The organisation has carried out an extended study of more than 450,000 people over a 16 year period to come to this conclusion.
The WHO found that all people who regularly drink fizzy drinks risk dying younger, but those who opt for the diet versions live for an even shorter period. Those studied who drank two diet drinks a day had a death rate that was 26 per cent higher than those who drank one a month or less.
And the risk of dying of cardiovascular disease was 52 per cent higher in those who drank diet drinks twice per day.
The report from the study recommended ditching fizzy drinks altogether, saying, “Artificially sweetened soft drinks have few or no calories; however, their long-term physiological and health implications are largely unknown.

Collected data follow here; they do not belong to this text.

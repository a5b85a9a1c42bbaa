//! One development session: dependencies → ports → backend → frontend → supervise → shutdown.

use tokio::sync::mpsc;

use crate::config::{DevConfig, ServiceConfig};
use crate::console::Console;
use crate::deps::{DependencyPreparer, DependencyStatus};
use crate::port::{is_port_available, resolve_port, resolve_port_with, PortAssignment};
use crate::supervisor::{
    signal, LaunchSpec, Role, ShutdownReason, ShutdownReport, ShutdownSignal, Supervisor,
    SupervisorError,
};

/// Run a full session with OS signal handling.
///
/// Errors are only returned for failures that happen before any child is live;
/// everything after that ends in a [`ShutdownReport`].
pub async fn run(config: DevConfig, console: Console) -> Result<ShutdownReport, SupervisorError> {
    prepare_dependencies(&config, &console).await?;
    let ports = resolve_ports(&config)?;
    tracing::info!("Resolved ports: backend={}, frontend={}", ports.backend, ports.frontend);

    let mut control = signal::listen()
        .map_err(|e| SupervisorError::Internal(anyhow::anyhow!("failed to install signal handlers: {}", e)))?;

    run_with_control(&config, ports, console, &mut control).await
}

/// Launch, supervise and shut down both children with an explicit control channel.
pub async fn run_with_control(
    config: &DevConfig,
    ports: PortAssignment,
    console: Console,
    control: &mut mpsc::Receiver<ShutdownSignal>,
) -> Result<ShutdownReport, SupervisorError> {
    let mut supervisor = Supervisor::new(console.clone(), config.shutdown.grace_period());

    console.status("🚀 Starting servers...");
    console.blank();

    console.status("📦 Starting backend server...");
    let backend = launch_spec(config, Role::Backend, ports);
    let pid = supervisor.launch(backend)?.pid();
    console.launched(Role::Backend, pid);

    console.status("⚛️  Starting frontend server...");
    let frontend = launch_spec(config, Role::Frontend, ports);
    let reason = match supervisor.launch(frontend).map(|p| p.pid()) {
        Ok(pid) => {
            console.launched(Role::Frontend, pid);
            console.banner(&ports);
            supervisor.run(control).await
        }
        Err(e) => {
            tracing::error!("Frontend launch failed: {}", e);
            ShutdownReason::LaunchFailed {
                role: Role::Frontend,
                message: e.to_string(),
            }
        }
    };

    supervisor
        .shutdown_all(reason)
        .await
        .ok_or_else(|| SupervisorError::Internal(anyhow::anyhow!("shutdown already performed")))
}

/// Install dependencies for backend then frontend.
pub async fn prepare_dependencies(config: &DevConfig, console: &Console) -> Result<(), SupervisorError> {
    if !config.dependencies.enabled {
        return Ok(());
    }
    let preparer = DependencyPreparer::new(&config.dependencies);

    console.status("🔍 Checking dependencies...");
    console.blank();
    for role in [Role::Backend, Role::Frontend] {
        let service = service(config, role);
        let dir = service.working_dir(&config.root);
        if preparer.is_satisfied(&dir) {
            console.status(format!("✅ {} dependencies already installed.", role.title()));
            continue;
        }
        console.status(format!("📥 Installing {} dependencies...", role.title()));
        match preparer.ensure(&dir, role.title()).await? {
            DependencyStatus::Installed => {
                console.status(format!("✅ {} dependencies installed.", role.title()))
            }
            DependencyStatus::AlreadySatisfied | DependencyStatus::Skipped => {}
        }
    }
    console.blank();
    Ok(())
}

/// Resolve the backend port, then the frontend port.
///
/// The backend has not bound its port yet, so the frontend scan treats it as taken.
pub fn resolve_ports(config: &DevConfig) -> Result<PortAssignment, SupervisorError> {
    let attempts = config.ports.max_attempts;
    let backend = resolve_port(config.backend.port, attempts)?;
    let frontend = resolve_port_with(config.frontend.port, attempts, |port| {
        port != backend && is_port_available(port)
    })?;
    Ok(PortAssignment { backend, frontend })
}

/// Build the launch description for `role` from config and the resolved ports.
pub fn launch_spec(config: &DevConfig, role: Role, ports: PortAssignment) -> LaunchSpec {
    let service = service(config, role);
    let own_port = match role {
        Role::Backend => ports.backend,
        Role::Frontend => ports.frontend,
    };
    LaunchSpec {
        role,
        working_dir: service.working_dir(&config.root),
        program: service.program().to_string(),
        args: service.launch_args(own_port),
        env: service.env_overlay(own_port, ports.backend),
    }
}

fn service(config: &DevConfig, role: Role) -> &ServiceConfig {
    match role {
        Role::Backend => &config.backend,
        Role::Frontend => &config.frontend,
    }
}
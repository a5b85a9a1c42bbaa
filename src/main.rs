use std::process::ExitCode;

use devpair::config::DevConfig;
use devpair::console::Console;
use devpair::session;
use devpair::supervisor::SupervisorError;

#[tokio::main]
async fn main() -> ExitCode {
    tracing_subscriber::fmt()
        .with_writer(std::io::stderr)
        .with_env_filter(
            tracing_subscriber::EnvFilter::try_from_default_env()
                .unwrap_or_else(|_| tracing_subscriber::EnvFilter::new("warn")),
        )
        .init();

    let console = Console::stdout();

    let config = match DevConfig::from_env() {
        Ok(cfg) => cfg,
        Err(e) => return fail(&console, e),
    };
    tracing::info!("Project root: {}", config.root.display());

    match session::run(config, console.clone()).await {
        Ok(report) => {
            tracing::info!("Session ended with exit code {}", report.exit_code);
            ExitCode::from(report.exit_code)
        }
        Err(e) => fail(&console, e),
    }
}

fn fail(console: &Console, err: SupervisorError) -> ExitCode {
    tracing::error!("[{}] {}", err.error_code(), err);
    console.error(err.to_string());
    ExitCode::from(err.exit_code())
}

“Water is the safest thing.”
The results of the study come after the sugar tax was introduced in the UK and Ireland last year, in an attempt to reduce soft drink consumption.

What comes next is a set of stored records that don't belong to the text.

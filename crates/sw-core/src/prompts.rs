use crate::types::ReviewIssue;
use std::fmt::Write as _;
use std::path::Path;

/// Instruction set for the review pass. The agent runs in read-only mode, so
/// the prompt only asks it to read and report, never to edit.
pub fn build_review_prompt(project_path: &Path) -> String {
    format!(
        r#"You are a senior code reviewer. Analyze the recent code changes in the project at "{path}".

## Review Categories

1. **Security** - Vulnerabilities, injection risks, auth issues, exposed secrets
2. **Bug** - Logic errors, edge cases, null references, race conditions
3. **Architecture** - Design patterns, modularity, coupling, SOLID violations
4. **Performance** - N+1 queries, memory leaks, unnecessary computation, bundle size
5. **Quality** - Naming, readability, duplication, missing error handling

## Instructions

1. Read the recently modified files using the Read tool
2. Analyze the code for issues across all categories
3. Identify strengths and positive patterns
4. Provide actionable recommendations

## Output Format

You MUST respond with ONLY a valid JSON object (no markdown, no code fences, no explanation before/after). The JSON must follow this exact schema:

{{
  "summary": "Brief 1-2 sentence summary of the review",
  "overallScore": 85,
  "issues": [
    {{
      "severity": "critical|high|medium|low",
      "category": "security|bug|architecture|performance|quality",
      "title": "Short issue title",
      "description": "Detailed description of the issue",
      "file": "relative/path/to/file",
      "line": 42,
      "suggestion": "How to fix this issue",
      "autoFixable": true
    }}
  ],
  "strengths": [
    "Positive aspect of the code"
  ],
  "recommendations": [
    "Actionable recommendation for improvement"
  ]
}}

## Scoring Guide

- 90-100: Excellent - minimal or no issues
- 70-89: Good - minor issues only
- 50-69: Needs improvement - some significant issues
- 0-49: Critical - major issues requiring immediate attention

## Rules

- Be specific: reference actual file paths and line numbers
- Be constructive: always suggest how to fix issues
- Mark "autoFixable": true only for issues that can be fixed with simple, safe code changes
- Only mark critical/high severity for genuinely important issues
- If the code is well-written, say so - don't invent issues"#,
        path = project_path.display()
    )
}

/// Remediation instruction for the write-capable follow-up run: a numbered
/// list of findings and a directive to fix them with minimal changes.
pub fn build_auto_fix_prompt(issues: &[ReviewIssue]) -> String {
    let mut listing = String::new();
    for (index, issue) in issues.iter().enumerate() {
        if index > 0 {
            listing.push_str("\n\n");
        }
        let severity = serde_json::to_value(issue.severity)
            .ok()
            .and_then(|v| v.as_str().map(str::to_uppercase))
            .unwrap_or_default();
        let _ = write!(listing, "{}. [{severity}] {}", index + 1, issue.title);
        if let Some(file) = &issue.file {
            let _ = write!(listing, "\n   File: {file}");
            if let Some(line) = issue.line {
                let _ = write!(listing, ":{line}");
            }
        }
        let _ = write!(listing, "\n   {}", issue.description);
        if let Some(suggestion) = &issue.suggestion {
            let _ = write!(listing, "\n   Suggestion: {suggestion}");
        }
    }

    format!(
        r#"[Architect Review - Auto Fix Request]

The code review found the following critical/high severity issues that need to be fixed:

{listing}

Please fix ALL of the above issues. For each fix:
1. Read the relevant file
2. Apply the minimal necessary change
3. Do not introduce new features or refactor beyond what's needed"#
    )
}
pub mod middleware;
pub mod openapi;
pub mod routes;
pub mod sse;

use axum::Router;
use std::sync::{Arc, Mutex};
use sw_agent::{CliAgent, CliChat};
use sw_core::{Architect, ShipwrightConfig, ShipwrightError};
use sw_db::DbStore;
use sw_db::schema;
use sw_events::ReviewHub;
use sw_infra::{DataBrowser, DatabaseInfra, DockerCli};
use tokio::net::TcpListener;

#[derive(Clone)]
pub struct AppState {
    pub store: Arc<Mutex<DbStore>>,
    pub hub: ReviewHub,
    pub architect: Architect<DbStore>,
    pub infra: Arc<DatabaseInfra<DockerCli>>,
    pub browser: DataBrowser,
}

pub fn build_state(config: &ShipwrightConfig) -> Result<AppState, ShipwrightError> {
    if let Some(parent) = config.db_path.parent()
        && !parent.as_os_str().is_empty()
    {
        std::fs::create_dir_all(parent).map_err(|err| ShipwrightError::Internal {
            message: err.to_string(),
        })?;
    }
    let conn =
        schema::open_and_migrate(&config.db_path).map_err(|err| ShipwrightError::Internal {
            message: err.to_string(),
        })?;
    let store = Arc::new(Mutex::new(DbStore::new(conn)));
    let hub = ReviewHub::new();

    let agent = CliAgent::new(&config.agent_command)?;
    let chat = Arc::new(CliChat::new(agent.clone()));
    let architect = Architect::new(Arc::clone(&store), Arc::new(agent), chat, hub.clone());

    Ok(AppState {
        store,
        hub,
        architect,
        infra: Arc::new(DatabaseInfra::new(Arc::new(DockerCli::new()))),
        browser: DataBrowser::new(),
    })
}

pub fn app(state: AppState) -> Router {
    routes::router(state)
}

pub async fn serve(state: AppState, addr: std::net::SocketAddr) -> Result<(), std::io::Error> {
    let listener = TcpListener::bind(addr).await?;
    tracing::info!(%addr, "listening");
    axum::serve(listener, app(state)).await
}
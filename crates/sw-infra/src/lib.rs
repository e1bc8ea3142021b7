pub mod adapters;
pub mod browser;
pub mod docker;
pub mod postgres;
pub mod service;
pub mod sqlite;

pub use browser::DataBrowser;
pub use docker::{ContainerRuntime, DockerCli};
pub use postgres::PostgresContainers;
pub use service::DatabaseInfra;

This tax, which put an added charge of 24p on drinks that contain eight grams of sugar per 100ml, or 18p on those with five to eight grams, meant that many companies created new versions of their products with lower sugar.
While the WHO says that the results support the initiative to reduce the amount of soft drink consumption, it notes that there is no proof that the sugared and non-sugared drinks are directly linked to early death. Other factors could also play a part.

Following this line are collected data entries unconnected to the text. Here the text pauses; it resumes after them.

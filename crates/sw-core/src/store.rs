use crate::error::ShipwrightError;
use crate::messages::MessageRepository;
use crate::projects::ProjectRepository;
use crate::reviews::ReviewRepository;
use crate::settings::SettingsRepository;

pub trait Store {
    type Projects<'a>: ProjectRepository
    where
        Self: 'a;
    type Reviews<'a>: ReviewRepository
    where
        Self: 'a;
    type Messages<'a>: MessageRepository
    where
        Self: 'a;
    type Settings<'a>: SettingsRepository
    where
        Self: 'a;

    fn projects(&self) -> Self::Projects<'_>;
    fn reviews(&self) -> Self::Reviews<'_>;
    fn messages(&self) -> Self::Messages<'_>;
    fn settings(&self) -> Self::Settings<'_>;

    fn with_tx<F, T>(&self, f: F) -> Result<T, ShipwrightError>
    where
        F: FnOnce(&Self) -> Result<T, ShipwrightError>;
}
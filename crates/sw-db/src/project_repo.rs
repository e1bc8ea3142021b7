use crate::util::{decode_enum, encode_enum, from_rfc3339, to_rfc3339};
use rusqlite::Connection;
use std::path::PathBuf;
use sw_core::error::ProjectError;
use sw_core::projects::ProjectRepository;
use sw_core::types::{CreateProjectInput, DatabaseProvider, Project, ProjectId};

pub struct ProjectRepo<'a> {
    pub conn: &'a Connection,
}

impl<'a> ProjectRepo<'a> {
    pub fn new(conn: &'a Connection) -> Self {
        Self { conn }
    }
}

impl ProjectRepository for ProjectRepo<'_> {
    fn create(&self, input: CreateProjectInput) -> Result<Project, ProjectError> {
        let now = chrono::Utc::now();
        let project = Project {
            id: ProjectId::generate(),
            name: input.name,
            path: input.path,
            database_provider: input.database_provider,
            database_url: input.database_url,
            created_at: now,
        };

        let sql = "INSERT INTO projects (id, name, path, database_provider, database_url, created_at) VALUES (?1, ?2, ?3, ?4, ?5, ?6)";
        let provider = project
            .database_provider
            .as_ref()
            .map(encode_enum)
            .transpose()
            .map_err(|err| ProjectError::InvalidInput {
                message: err.to_string(),
            })?;
        let params = (
            project.id.as_str(),
            project.name.clone(),
            project.path.to_string_lossy().into_owned(),
            provider,
            project.database_url.clone(),
            to_rfc3339(&project.created_at),
        );
        self.conn
            .execute(sql, params)
            .map_err(|err| ProjectError::InvalidInput {
                message: err.to_string(),
            })?;

        Ok(project)
    }

    fn get(&self, id: &ProjectId) -> Result<Option<Project>, ProjectError> {
        let mut stmt = self
            .conn
            .prepare("SELECT id, name, path, database_provider, database_url, created_at FROM projects WHERE id = ?1")
            .map_err(|err| ProjectError::InvalidInput {
                message: err.to_string(),
            })?;
        let mut rows = stmt
            .query([id.as_str()])
            .map_err(|err| ProjectError::InvalidInput {
                message: err.to_string(),
            })?;
        let Some(row) = rows.next().map_err(|err| ProjectError::InvalidInput {
            message: err.to_string(),
        })?
        else {
            return Ok(None);
        };
        map_project_row(row).map(Some)
    }

    fn set_database(
        &self,
        id: &ProjectId,
        provider: DatabaseProvider,
        url: &str,
    ) -> Result<Project, ProjectError> {
        let mut project = self.get(id)?.ok_or(ProjectError::NotFound)?;
        project.database_provider = Some(provider);
        project.database_url = Some(url.to_string());

        let sql = "UPDATE projects SET database_provider = ?1, database_url = ?2 WHERE id = ?3";
        let params = (
            encode_enum(&provider).map_err(|err| ProjectError::InvalidInput {
                message: err.to_string(),
            })?,
            url,
            project.id.as_str(),
        );
        self.conn
            .execute(sql, params)
            .map_err(|err| ProjectError::InvalidInput {
                message: err.to_string(),
            })?;

        Ok(project)
    }
}

fn map_project_row(row: &rusqlite::Row<'_>) -> Result<Project, ProjectError> {
    let id: String = row.get(0).map_err(|err| ProjectError::InvalidInput {
        message: err.to_string(),
    })?;
    let name: String = row.get(1).map_err(|err| ProjectError::InvalidInput {
        message: err.to_string(),
    })?;
    let path: String = row.get(2).map_err(|err| ProjectError::InvalidInput {
        message: err.to_string(),
    })?;
    let database_provider: Option<String> =
        row.get(3).map_err(|err| ProjectError::InvalidInput {
            message: err.to_string(),
        })?;
    let database_url: Option<String> = row.get(4).map_err(|err| ProjectError::InvalidInput {
        message: err.to_string(),
    })?;
    let created_at: String = row.get(5).map_err(|err| ProjectError::InvalidInput {
        message: err.to_string(),
    })?;

    let id = ProjectId::new(id).map_err(|err| ProjectError::InvalidInput {
        message: err.to_string(),
    })?;
    let database_provider = database_provider
        .map(|value| decode_enum::<DatabaseProvider>(&value))
        .transpose()
        .map_err(|err| ProjectError::InvalidInput {
            message: err.to_string(),
        })?;

    Ok(Project {
        id,
        name,
        path: PathBuf::from(path),
        database_provider,
        database_url,
        created_at: from_rfc3339(&created_at).map_err(|err| ProjectError::InvalidInput {
            message: err.to_string(),
        })?,
    })
}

The study also relied on those taking part to self-report on their intake of the drinks, which could have led to inaccuracies.
Safest to switch to water
“Our results for sugar-sweetened soft drinks provide further support to limit consumption and to replace them with other healthier beverages, preferably water,” said Dr Neil Murphy, a co-author of the research, which was the largest study of its kind.
“For artificially sweetened soft drinks, ours is the third large study published this year that has reported positive associations with all-cause deaths.”
The report on the study, which features in the journal Jama Internal Medicine, said that of the thousands of people studied, 70 per cent were women and the participants were from 10 different European countries.
The average age was just over 50, and those with health conditions such as cancer, heart disease or diabetes at the outset were not included in the analysis.
Individuals joined the study between 1992 and 2000 and were then followed up for an average of 16 years, during which time more than 41,600 deaths were recorded.